"Life is difficult," M. Scott Peck makes eminently clear in his monumental best-seller, The Road Less Traveled. These are the book's opening words and its guiding premise. Life is a series of emotional and spiritual challenges, Dr. Peck assures us, and enlightened discipline-not more money-is our basic tool for coping with its problems and achieving our happiness and fulfillment. The bottom line is that we're all dealt a hand of cards at birth. Our success in life is based on how we play those cards, not on the number of chips we're given to play them. Because I'm an inheritor myself, with many friends and acquaintances-including most of my clients-who are inheritors as well, I have collected a fair amount of firsthand knowledge about the benefits and pitfalls of wealth, its bounties, its perils, and its luxuries, and the silken threads of tyranny those seductive luxuries can weave.

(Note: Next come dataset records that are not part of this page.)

//! Composite identifier codec.
//!
//! Tools, resources and prompts from the federation are exposed under
//! `<server-name>_1mcp_<inner-id>`. The separator is reserved: a composite id
//! is well-formed iff it contains the separator exactly once.

use crate::error::ProxyError;

/// Reserved separator between the outbound server name and the inner id.
pub const COMPOSITE_SEPARATOR: &str = "_1mcp_";

pub fn compose_id(server: &str, inner: &str) -> String {
    format!("{server}{COMPOSITE_SEPARATOR}{inner}")
}

/// Split a composite id into `(server, inner)`.
pub fn parse_id(id: &str) -> Result<(&str, &str), ProxyError> {
    let mut parts = id.splitn(2, COMPOSITE_SEPARATOR);
    let (Some(server), Some(inner)) = (parts.next(), parts.next()) else {
        return Err(ProxyError::invalid_request(format!(
            "id `{id}` is missing the `{COMPOSITE_SEPARATOR}` separator"
        )));
    };
    if server.is_empty() || inner.contains(COMPOSITE_SEPARATOR) {
        return Err(ProxyError::invalid_request(format!(
            "id `{id}` must contain `{COMPOSITE_SEPARATOR}` exactly once"
        )));
    }
    Ok((server, inner))
}

#[cfg(test)]
mod tests {
    use pretty_assertions::assert_eq;

    use super::*;

    #[test]
    fn round_trips_when_separator_free() {
        let cases = [("math", "add"), ("files", "file:///tmp/x"), ("a-b_c", "t")];
        for (server, inner) in cases {
            let id = compose_id(server, inner);
            assert_eq!(parse_id(&id).ok(), Some((server, inner)));
        }
    }

    #[test]
    fn rejects_missing_separator() {
        assert!(parse_id("plain-name").is_err());
    }

    #[test]
    fn rejects_double_separator() {
        let id = compose_id("srv", &compose_id("nested", "tool"));
        assert!(parse_id(&id).is_err());
    }

    #[test]
    fn rejects_empty_server_half() {
        assert!(parse_id("_1mcp_tool").is_err());
    }
}
//! Shared proxy state and the background loops that tie catalog changes,
//! outbound events and preset edits to the inbound sessions.

use std::path::PathBuf;
use std::sync::Arc;

use anyhow::Result;
use mcp_types::ModelContextProtocolNotification;
use onemcp_core::catalog::CatalogService;
use onemcp_core::config;
use onemcp_core::dispatcher::Dispatcher;
use onemcp_core::error::codes;
use onemcp_core::filter::FilterContext;
use onemcp_core::outbound::OutboundEvent;
use onemcp_core::outbound::OutboundManager;
use onemcp_core::preset::PresetStore;
use tokio::sync::mpsc;
use tracing::info;
use tracing::warn;

use crate::oauth::store::FileSessionStore;
use crate::session::SessionRegistry;

pub struct ProxyState {
    pub catalog: Arc<CatalogService>,
    pub manager: Arc<OutboundManager>,
    pub dispatcher: Arc<Dispatcher>,
    pub presets: Arc<PresetStore>,
    pub sessions: Arc<SessionRegistry>,
    /// Present when OAuth gating is enabled.
    pub oauth_store: Option<Arc<FileSessionStore>>,
    /// Externally visible base URL, used as the OAuth issuer.
    pub public_url: String,
}

impl ProxyState {
    /// Construct every long-lived component and connect the initial catalog.
    /// Returns the state plus the outbound event stream for
    /// [`spawn_event_loops`].
    pub async fn bootstrap(
        config_dir: PathBuf,
        catalog_path: PathBuf,
        enable_auth: bool,
        public_url: String,
    ) -> Result<(Arc<Self>, mpsc::Receiver<OutboundEvent>)> {
        let catalog = Arc::new(CatalogService::load(catalog_path)?);
        let (manager, events_rx) = OutboundManager::new(config::PROXY_SERVER_NAME.to_string());
        let dispatcher = Arc::new(Dispatcher::new(Arc::clone(&manager)));
        let presets = Arc::new(PresetStore::load(
            config_dir.join(config::PRESETS_FILE_NAME),
        ));

        let oauth_store = if enable_auth {
            let store = Arc::new(FileSessionStore::new(
                config_dir.join(config::SESSIONS_DIR_NAME),
            )?);
            store.spawn_sweeper();
            Some(store)
        } else {
            None
        };

        let snapshot = catalog.current();
        manager.reconcile(&snapshot).await;
        catalog.watch()?;

        let state = Arc::new(Self {
            catalog,
            manager,
            dispatcher,
            presets,
            sessions: Arc::new(SessionRegistry::default()),
            oauth_store,
            public_url,
        });
        Ok((state, events_rx))
    }
}

/// Wire the background loops:
/// - catalog changes drive reconciliation (serialized in the manager),
/// - outbound events fan out to admitted inbound sessions,
/// - preset edits re-bind and nudge their sessions.
pub fn spawn_event_loops(state: Arc<ProxyState>, mut events_rx: mpsc::Receiver<OutboundEvent>) {
    {
        let state = Arc::clone(&state);
        tokio::spawn(async move {
            let mut catalog_rx = state.catalog.subscribe();
            while let Ok(snapshot) = catalog_rx.recv().await {
                state.manager.reconcile(&snapshot).await;
            }
        });
    }

    {
        let state = Arc::clone(&state);
        tokio::spawn(async move {
            while let Some(event) = events_rx.recv().await {
                handle_outbound_event(&state, event).await;
            }
        });
    }

    {
        let state = Arc::clone(&state);
        tokio::spawn(async move {
            let mut preset_rx = state.presets.subscribe();
            while let Ok(name) = preset_rx.recv().await {
                handle_preset_change(&state, &name).await;
            }
        });
    }
}

async fn handle_outbound_event(state: &Arc<ProxyState>, event: OutboundEvent) {
    match event {
        OutboundEvent::Notification {
            server,
            notification,
        } => {
            let params = rewrite_notification_params(&server, &notification);
            // Admission is recomputed per notification against the live
            // filter; sessions are visited sequentially so each one observes
            // the server's emission order.
            for session in state.sessions.all() {
                if state
                    .dispatcher
                    .filter_admits(&session.filter(), &server)
                {
                    session
                        .outgoing
                        .send_notification(&notification.method, params.clone())
                        .await;
                }
            }
        }
        OutboundEvent::Request { server, request } => {
            forward_sampling(state, server, request).await;
        }
        OutboundEvent::Disconnected { server } => {
            info!("outbound server `{server}` dropped its transport");
            // One automatic reconnect attempt after a short grace period.
            // If the server is really gone the record settles in `Error`
            // and stays there until the next catalog change.
            let state = Arc::clone(state);
            tokio::spawn(async move {
                tokio::time::sleep(std::time::Duration::from_secs(1)).await;
                if let Err(err) = state.manager.reconnect(&server).await {
                    warn!("automatic reconnect of `{server}` failed: {err}");
                }
            });
        }
        OutboundEvent::CapabilitiesChanged { categories } => {
            for category in categories {
                let Some(method) = category.list_changed_method() else {
                    continue;
                };
                for session in state.sessions.all() {
                    session.outgoing.send_notification(method, None).await;
                }
            }
        }
    }
}

/// Identifiers inside forwarded notifications must be composite so the
/// inbound client can address follow-up requests. Today that is only the
/// `uri` of `notifications/resources/updated`.
fn rewrite_notification_params(
    server: &str,
    notification: &mcp_types::JSONRPCNotification,
) -> Option<serde_json::Value> {
    let mut params = notification.params.clone();
    if notification.method == mcp_types::ResourceUpdatedNotification::METHOD
        && let Some(serde_json::Value::Object(map)) = params.as_mut()
        && let Some(serde_json::Value::String(uri)) = map.get_mut("uri")
    {
        *uri = onemcp_core::naming::compose_id(server, uri);
    }
    params
}

/// Forward a server-initiated request (sampling) to the inbound session that
/// originated the current outbound call, then relay the answer back.
async fn forward_sampling(
    state: &Arc<ProxyState>,
    server: String,
    request: mcp_types::JSONRPCRequest,
) {
    let Some(client) = state
        .manager
        .connection(&server)
        .and_then(|conn| conn.client())
    else {
        return;
    };

    let target = state
        .dispatcher
        .sampling_target(&server)
        .and_then(|session_id| state.sessions.get(&session_id));
    let Some(session) = target else {
        warn!("no inbound session to answer `{}` from `{server}`", request.method);
        let _ = client
            .respond_error(
                request.id,
                mcp_types::JSONRPCErrorError {
                    code: codes::INTERNAL_SERVER_ERROR,
                    message: "no inbound session available for sampling".to_string(),
                    data: None,
                },
            )
            .await;
        return;
    };

    let callback = session
        .outgoing
        .send_request(&request.method, request.params)
        .await;
    tokio::spawn(async move {
        match callback.await {
            Ok(result) => {
                let _ = client.respond(request.id, result).await;
            }
            Err(_) => {
                let _ = client
                    .respond_error(
                        request.id,
                        mcp_types::JSONRPCErrorError {
                            code: codes::INTERNAL_SERVER_ERROR,
                            message: "inbound session closed before responding".to_string(),
                            data: None,
                        },
                    )
                    .await;
            }
        }
    });
}

/// A preset changed: re-bind every session pointing at it and tell those
/// clients to re-list.
async fn handle_preset_change(state: &Arc<ProxyState>, name: &str) {
    let document = state.presets.get(name);
    for session in state.sessions.all() {
        if session.bound_preset().as_deref() != Some(name) {
            continue;
        }
        match &document {
            Some(document) => session.set_filter(FilterContext::Preset {
                name: name.to_string(),
                document: document.clone(),
            }),
            // The preset was deleted out from under the session; fall back
            // to no filtering rather than killing the session.
            None => session.set_filter(FilterContext::None),
        }
        for method in [
            mcp_types::ToolListChangedNotification::METHOD,
            mcp_types::ResourceListChangedNotification::METHOD,
            mcp_types::PromptListChangedNotification::METHOD,
        ] {
            session.outgoing.send_notification(method, None).await;
        }
    }
}
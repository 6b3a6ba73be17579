//! Exercises the stdio transport against the bundled test server binary.

use std::collections::HashMap;
use std::ffi::OsString;
use std::time::Duration;

use mcp_types::CallToolRequest;
use mcp_types::CallToolRequestParams;
use mcp_types::ClientCapabilities;
use mcp_types::Implementation;
use mcp_types::InitializeRequestParams;
use mcp_types::ListToolsRequest;
use mcp_types::ListToolsRequestParams;
use mcp_types::MCP_SCHEMA_VERSION;
use onemcp_mcp_client::ClientEvent;
use onemcp_mcp_client::McpClient;
use pretty_assertions::assert_eq;
use serde_json::json;
use tokio::sync::mpsc;

const TIMEOUT: Option<Duration> = Some(Duration::from_secs(10));

async fn connect() -> (McpClient, mpsc::Receiver<ClientEvent>) {
    let (events_tx, events_rx) = mpsc::channel(16);
    let client = McpClient::new_stdio_client(
        OsString::from(env!("CARGO_BIN_EXE_test_stdio_server")),
        Vec::new(),
        Some(HashMap::new()),
        None,
        events_tx,
    )
    .await
    .expect("spawn test server");

    let init = client
        .initialize(
            InitializeRequestParams {
                capabilities: ClientCapabilities::default(),
                client_info: Implementation {
                    name: "stdio-client-test".to_string(),
                    version: "0.0.0".to_string(),
                    title: None,
                },
                protocol_version: MCP_SCHEMA_VERSION.to_string(),
            },
            TIMEOUT,
        )
        .await
        .expect("initialize");
    assert_eq!(init.server_info.name, "test-stdio-server");
    assert!(init.capabilities.tools.is_some());

    (client, events_rx)
}

#[tokio::test]
async fn initialize_and_paged_tool_listing() {
    let (client, _events_rx) = connect().await;

    let first = client
        .send_request::<ListToolsRequest>(None, TIMEOUT)
        .await
        .expect("first page");
    assert_eq!(first.tools.len(), 1);
    assert_eq!(first.tools[0].name, "echo");
    let cursor = first.next_cursor.expect("cursor to second page");

    let second = client
        .send_request::<ListToolsRequest>(
            Some(ListToolsRequestParams {
                cursor: Some(cursor),
            }),
            TIMEOUT,
        )
        .await
        .expect("second page");
    assert_eq!(second.tools.len(), 1);
    assert_eq!(second.tools[0].name, "add");
    assert_eq!(second.next_cursor, None);

    client.close().await;
}

#[tokio::test]
async fn tool_calls_round_trip() {
    let (client, _events_rx) = connect().await;

    let result = client
        .send_request::<CallToolRequest>(
            CallToolRequestParams {
                name: "add".to_string(),
                arguments: Some(json!({ "x": 1, "y": 2 })),
            },
            TIMEOUT,
        )
        .await
        .expect("tools/call");
    assert_eq!(result.content[0]["text"], "3");

    client.close().await;
}

#[tokio::test]
async fn server_notifications_surface_on_the_event_channel() {
    let (client, mut events_rx) = connect().await;

    // The test server emits notifications/message right after the
    // initialized notification.
    let event = tokio::time::timeout(Duration::from_secs(10), events_rx.recv())
        .await
        .expect("event within deadline")
        .expect("event channel open");
    let ClientEvent::Notification(notification) = event else {
        panic!("expected notification, got {event:?}");
    };
    assert_eq!(notification.method, "notifications/message");

    client.close().await;
}

#[tokio::test]
async fn child_exit_emits_closed() {
    let (client, mut events_rx) = connect().await;
    client.close().await;

    loop {
        let event = tokio::time::timeout(Duration::from_secs(10), events_rx.recv())
            .await
            .expect("event within deadline")
            .expect("event channel open");
        if matches!(event, ClientEvent::Closed) {
            break;
        }
    }
}
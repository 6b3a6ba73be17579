//! File-backed store for OAuth artifacts.
//!
//! One JSON document per record under the sessions directory, named
//! `<kind-prefix><id>.json`. Keys are sanitized so no id can escape the
//! store root. Every read checks `expires_at`: an expired record reads as
//! absent and its file is deleted on the spot. Writes are serialized per
//! file with a `<path>.lock` advisory lock and land via temp-file + rename.

use std::path::Path;
use std::path::PathBuf;
use std::sync::Arc;
use std::time::Duration;

use chrono::DateTime;
use chrono::Utc;
use serde::Deserialize;
use serde::Serialize;
use serde::de::DeserializeOwned;
use tracing::debug;
use tracing::warn;

use onemcp_core::error::ProxyError;

const LOCK_RETRIES: u32 = 10;
const LOCK_RETRY_DELAY: Duration = Duration::from_millis(100);
const SWEEP_INTERVAL: Duration = Duration::from_secs(60);

const MAX_KEY_LEN: usize = 128;

pub const TOKEN_TTL: Duration = Duration::from_secs(86_400);
pub const AUTH_CODE_TTL: Duration = Duration::from_secs(600);
pub const CLIENT_TTL: Duration = Duration::from_secs(90 * 24 * 3600);

#[derive(Debug, Clone, Copy, PartialEq, Eq)]
pub enum RecordKind {
    /// Access-token record; ids are prefixed `tk-`.
    Session,
    /// One-shot authorization code; ids are prefixed `code-`.
    AuthCode,
    /// Staged consent request; ids share the `code-` prefix.
    AuthRequest,
    /// Dynamically registered OAuth client; ids are prefixed `client-`.
    Client,
}

impl RecordKind {
    fn file_prefix(self) -> &'static str {
        match self {
            RecordKind::Session => "session_",
            RecordKind::AuthCode => "code_",
            RecordKind::AuthRequest => "auth_req_",
            RecordKind::Client => "client_",
        }
    }
}

pub trait StoredRecord: Serialize + DeserializeOwned {
    fn expires_at(&self) -> DateTime<Utc>;
}

#[derive(Debug, Clone, Serialize, Deserialize)]
pub struct SessionRecord {
    pub token: String,
    pub client_id: String,
    #[serde(default, skip_serializing_if = "Option::is_none")]
    pub resource: Option<String>,
    pub scopes: Vec<String>,
    pub created_at: DateTime<Utc>,
    pub expires_at: DateTime<Utc>,
}

impl StoredRecord for SessionRecord {
    fn expires_at(&self) -> DateTime<Utc> {
        self.expires_at
    }
}

#[derive(Debug, Clone, Serialize, Deserialize)]
pub struct AuthCodeRecord {
    pub code: String,
    pub client_id: String,
    pub redirect_uri: String,
    #[serde(default, skip_serializing_if = "Option::is_none")]
    pub code_challenge: Option<String>,
    #[serde(default, skip_serializing_if = "Option::is_none")]
    pub code_challenge_method: Option<String>,
    #[serde(default, skip_serializing_if = "Option::is_none")]
    pub resource: Option<String>,
    pub scopes: Vec<String>,
    pub created_at: DateTime<Utc>,
    pub expires_at: DateTime<Utc>,
}

impl StoredRecord for AuthCodeRecord {
    fn expires_at(&self) -> DateTime<Utc> {
        self.expires_at
    }
}

/// A staged consent request: an auth code plus the client's `state`.
#[derive(Debug, Clone, Serialize, Deserialize)]
pub struct AuthRequestRecord {
    pub code: String,
    pub client_id: String,
    pub redirect_uri: String,
    #[serde(default, skip_serializing_if = "Option::is_none")]
    pub code_challenge: Option<String>,
    #[serde(default, skip_serializing_if = "Option::is_none")]
    pub code_challenge_method: Option<String>,
    #[serde(default, skip_serializing_if = "Option::is_none")]
    pub resource: Option<String>,
    pub scopes: Vec<String>,
    #[serde(default, skip_serializing_if = "Option::is_none")]
    pub state: Option<String>,
    pub created_at: DateTime<Utc>,
    pub expires_at: DateTime<Utc>,
}

impl StoredRecord for AuthRequestRecord {
    fn expires_at(&self) -> DateTime<Utc> {
        self.expires_at
    }
}

#[derive(Debug, Clone, Serialize, Deserialize)]
pub struct ClientRecord {
    pub client_id: String,
    #[serde(default, skip_serializing_if = "Option::is_none")]
    pub client_name: Option<String>,
    pub redirect_uris: Vec<String>,
    pub created_at: DateTime<Utc>,
    pub expires_at: DateTime<Utc>,
}

impl StoredRecord for ClientRecord {
    fn expires_at(&self) -> DateTime<Utc> {
        self.expires_at
    }
}

pub struct FileSessionStore {
    root: PathBuf,
}

impl FileSessionStore {
    pub fn new(root: PathBuf) -> std::io::Result<Self> {
        std::fs::create_dir_all(&root)?;
        Ok(Self { root })
    }

    pub fn root(&self) -> &Path {
        &self.root
    }

    pub async fn put<T: StoredRecord>(
        &self,
        kind: RecordKind,
        id: &str,
        record: &T,
    ) -> Result<(), ProxyError> {
        let path = self.record_path(kind, id)?;
        let _lock = FileLock::acquire(&path).await?;
        let json = serde_json::to_string_pretty(record)
            .map_err(|err| ProxyError::internal(format!("failed to encode record: {err}")))?;
        let tmp = path.with_extension("json.tmp");
        std::fs::write(&tmp, json)
            .map_err(|err| ProxyError::internal(format!("failed to write record: {err}")))?;
        std::fs::rename(&tmp, &path)
            .map_err(|err| ProxyError::internal(format!("failed to replace record: {err}")))?;
        Ok(())
    }

    /// Lock-free read. Expired records read as absent and their files are
    /// deleted.
    pub fn get<T: StoredRecord>(
        &self,
        kind: RecordKind,
        id: &str,
    ) -> Result<Option<T>, ProxyError> {
        let path = self.record_path(kind, id)?;
        let text = match std::fs::read_to_string(&path) {
            Ok(text) => text,
            Err(err) if err.kind() == std::io::ErrorKind::NotFound => return Ok(None),
            Err(err) => {
                return Err(ProxyError::internal(format!(
                    "failed to read record: {err}"
                )));
            }
        };
        let record: T = match serde_json::from_str(&text) {
            Ok(record) => record,
            Err(err) => {
                warn!("corrupt record {}: {err}", path.display());
                return Ok(None);
            }
        };
        if record.expires_at() <= Utc::now() {
            debug!("record {} expired; deleting", path.display());
            let _ = std::fs::remove_file(&path);
            return Ok(None);
        }
        Ok(Some(record))
    }

    pub async fn delete(&self, kind: RecordKind, id: &str) -> Result<bool, ProxyError> {
        let path = self.record_path(kind, id)?;
        let _lock = FileLock::acquire(&path).await?;
        match std::fs::remove_file(&path) {
            Ok(()) => Ok(true),
            Err(err) if err.kind() == std::io::ErrorKind::NotFound => Ok(false),
            Err(err) => Err(ProxyError::internal(format!(
                "failed to delete record: {err}"
            ))),
        }
    }

    /// Scan the store and remove every expired record file.
    pub fn sweep(&self) {
        let entries = match std::fs::read_dir(&self.root) {
            Ok(entries) => entries,
            Err(err) => {
                warn!("sweep failed to read {}: {err}", self.root.display());
                return;
            }
        };
        let now = Utc::now();
        for entry in entries.flatten() {
            let path = entry.path();
            if path.extension().and_then(|e| e.to_str()) != Some("json") {
                continue;
            }
            let Ok(text) = std::fs::read_to_string(&path) else {
                continue;
            };
            let Ok(value) = serde_json::from_str::<serde_json::Value>(&text) else {
                continue;
            };
            let expired = value
                .get("expires_at")
                .and_then(|v| v.as_str())
                .and_then(|s| DateTime::parse_from_rfc3339(s).ok())
                .map(|t| t.with_timezone(&Utc) <= now)
                .unwrap_or(false);
            if expired {
                debug!("sweeping expired record {}", path.display());
                let _ = std::fs::remove_file(&path);
            }
        }
    }

    pub fn spawn_sweeper(self: &Arc<Self>) {
        let store = Arc::clone(self);
        tokio::spawn(async move {
            let mut interval = tokio::time::interval(SWEEP_INTERVAL);
            loop {
                interval.tick().await;
                store.sweep();
            }
        });
    }

    fn record_path(&self, kind: RecordKind, id: &str) -> Result<PathBuf, ProxyError> {
        sanitize_key(id)?;
        let path = self.root.join(format!("{}{id}.json", kind.file_prefix()));
        // The sanitized key cannot traverse, but verify containment anyway.
        if path.parent() != Some(self.root.as_path()) {
            return Err(ProxyError::validation(format!(
                "record id `{id}` escapes the store root"
            )));
        }
        Ok(path)
    }
}

fn sanitize_key(id: &str) -> Result<(), ProxyError> {
    if id.is_empty() || id.len() > MAX_KEY_LEN {
        return Err(ProxyError::validation("record id has an invalid length"));
    }
    if !id
        .chars()
        .all(|c| c.is_ascii_alphanumeric() || c == '_' || c == '-')
    {
        return Err(ProxyError::validation(format!(
            "record id `{id}` contains forbidden characters"
        )));
    }
    Ok(())
}

/// Advisory per-file lock: `<path>.lock` created with `create_new`. Ten
/// attempts at 100 ms keeps the worst-case wait at one second.
struct FileLock {
    path: PathBuf,
}

impl FileLock {
    async fn acquire(target: &Path) -> Result<Self, ProxyError> {
        let mut lock_name = target.file_name().unwrap_or_default().to_os_string();
        lock_name.push(".lock");
        let lock_path = target.with_file_name(lock_name);

        for attempt in 0..LOCK_RETRIES {
            match std::fs::OpenOptions::new()
                .write(true)
                .create_new(true)
                .open(&lock_path)
            {
                Ok(_) => return Ok(Self { path: lock_path }),
                Err(err) if err.kind() == std::io::ErrorKind::AlreadyExists => {
                    debug!(
                        "lock {} busy (attempt {}/{LOCK_RETRIES})",
                        lock_path.display(),
                        attempt + 1
                    );
                    tokio::time::sleep(LOCK_RETRY_DELAY).await;
                }
                Err(err) => {
                    return Err(ProxyError::internal(format!(
                        "failed to create lock {}: {err}",
                        lock_path.display()
                    )));
                }
            }
        }
        Err(ProxyError::internal(format!(
            "could not acquire lock {} within {LOCK_RETRIES} attempts; \
             another writer is stuck or a stale lock file needs removing",
            lock_path.display()
        )))
    }
}

impl Drop for FileLock {
    fn drop(&mut self) {
        let _ = std::fs::remove_file(&self.path);
    }
}

/// Generate a bearer token id: `tk-` plus 48 hex chars of entropy.
pub fn new_token_id() -> String {
    use rand::RngCore;
    let mut bytes = [0u8; 24];
    rand::rng().fill_bytes(&mut bytes);
    let hex: String = bytes.iter().map(|b| format!("{b:02x}")).collect();
    format!("tk-{hex}")
}

pub fn new_code_id() -> String {
    format!("code-{}", uuid::Uuid::new_v4())
}

pub fn new_client_id() -> String {
    format!("client-{}", uuid::Uuid::new_v4())
}

#[cfg(test)]
mod tests {
    use pretty_assertions::assert_eq;

    use super::*;

    fn store() -> (tempfile::TempDir, FileSessionStore) {
        let dir = tempfile::tempdir().expect("tempdir");
        let store = FileSessionStore::new(dir.path().join("sessions")).expect("store");
        (dir, store)
    }

    fn session_record(token: &str, ttl_secs: i64) -> SessionRecord {
        let now = Utc::now();
        SessionRecord {
            token: token.to_string(),
            client_id: "client-x".to_string(),
            resource: None,
            scopes: vec!["tag:web".to_string()],
            created_at: now,
            expires_at: now + chrono::Duration::seconds(ttl_secs),
        }
    }

    #[tokio::test]
    async fn put_get_round_trip() {
        let (_dir, store) = store();
        let record = session_record("tk-abc", 3600);
        store
            .put(RecordKind::Session, &record.token, &record)
            .await
            .expect("put");

        let loaded: SessionRecord = store
            .get(RecordKind::Session, "tk-abc")
            .expect("get")
            .expect("present");
        assert_eq!(loaded.client_id, "client-x");

        // File layout: sessions/session_tk-abc.json
        assert!(store.root().join("session_tk-abc.json").exists());
    }

    #[tokio::test]
    async fn expired_records_read_as_absent_and_are_deleted() {
        let (_dir, store) = store();
        let record = session_record("tk-old", -10);
        store
            .put(RecordKind::Session, &record.token, &record)
            .await
            .expect("put");

        let loaded: Option<SessionRecord> =
            store.get(RecordKind::Session, "tk-old").expect("get");
        assert!(loaded.is_none());
        assert!(!store.root().join("session_tk-old.json").exists());
    }

    #[tokio::test]
    async fn delete_is_idempotent() {
        let (_dir, store) = store();
        let record = session_record("tk-gone", 3600);
        store
            .put(RecordKind::Session, &record.token, &record)
            .await
            .expect("put");
        assert!(store.delete(RecordKind::Session, "tk-gone").await.expect("delete"));
        assert!(!store.delete(RecordKind::Session, "tk-gone").await.expect("delete"));
    }

    #[tokio::test]
    async fn path_traversal_keys_are_rejected() {
        let (_dir, store) = store();
        for id in ["../escape", "a/b", "a\\b", "", "a.json"] {
            let result: Result<Option<SessionRecord>, _> = store.get(RecordKind::Session, id);
            assert!(result.is_err(), "id {id:?} must be rejected");
        }
    }

    #[tokio::test]
    async fn sweep_removes_only_expired_files() {
        let (_dir, store) = store();
        let live = session_record("tk-live", 3600);
        let dead = session_record("tk-dead", -10);
        store
            .put(RecordKind::Session, &live.token, &live)
            .await
            .expect("put");
        store
            .put(RecordKind::Session, &dead.token, &dead)
            .await
            .expect("put");

        store.sweep();
        assert!(store.root().join("session_tk-live.json").exists());
        assert!(!store.root().join("session_tk-dead.json").exists());
    }

    #[tokio::test]
    async fn contended_lock_fails_with_a_descriptive_error() {
        tokio::time::pause();
        let (_dir, store) = store();
        let record = session_record("tk-x", 3600);
        // Simulate a stuck writer by pre-creating the lock file.
        std::fs::write(store.root().join("session_tk-x.json.lock"), b"")
            .expect("write lock");

        let err = store
            .put(RecordKind::Session, "tk-x", &record)
            .await
            .expect_err("lock contention");
        assert!(err.to_string().contains("lock"));
    }

    #[test]
    fn generated_ids_carry_their_prefixes() {
        assert!(new_token_id().starts_with("tk-"));
        assert!(new_code_id().starts_with("code-"));
        assert!(new_client_id().starts_with("client-"));
        assert_ne!(new_token_id(), new_token_id());
    }
}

What's more, I've discovered there are few resources for people who have experienced the dark side of wealth. Their problems are invisible to most of the professional community, their challenges unacknowledged by society at large, their pains and difficulties untended by the normal systems that comfort those who are born in other circumstances. This is curious because our affluent society is turning people over to this emotional limbo with incredible speed and abandoning them in this place where fulfillment is said to be abundant yet is almost impossible to find. I grew up in an environment of affluence, so I have an intimate, firsthand knowledge of the issues explored in this book. Again, though they might seem ludicrous to some, I assure you the challenges are quite real and can be painful to inheritors, for whom I bear much compassion and admiration for confronting their endemic challenges.

Approaching the meridian of my life, I contemplated my own hellish journey to the dark side and back, accepting that the trip down had been entirely of my own making, with Satan, no doubt, right there, cheering me on.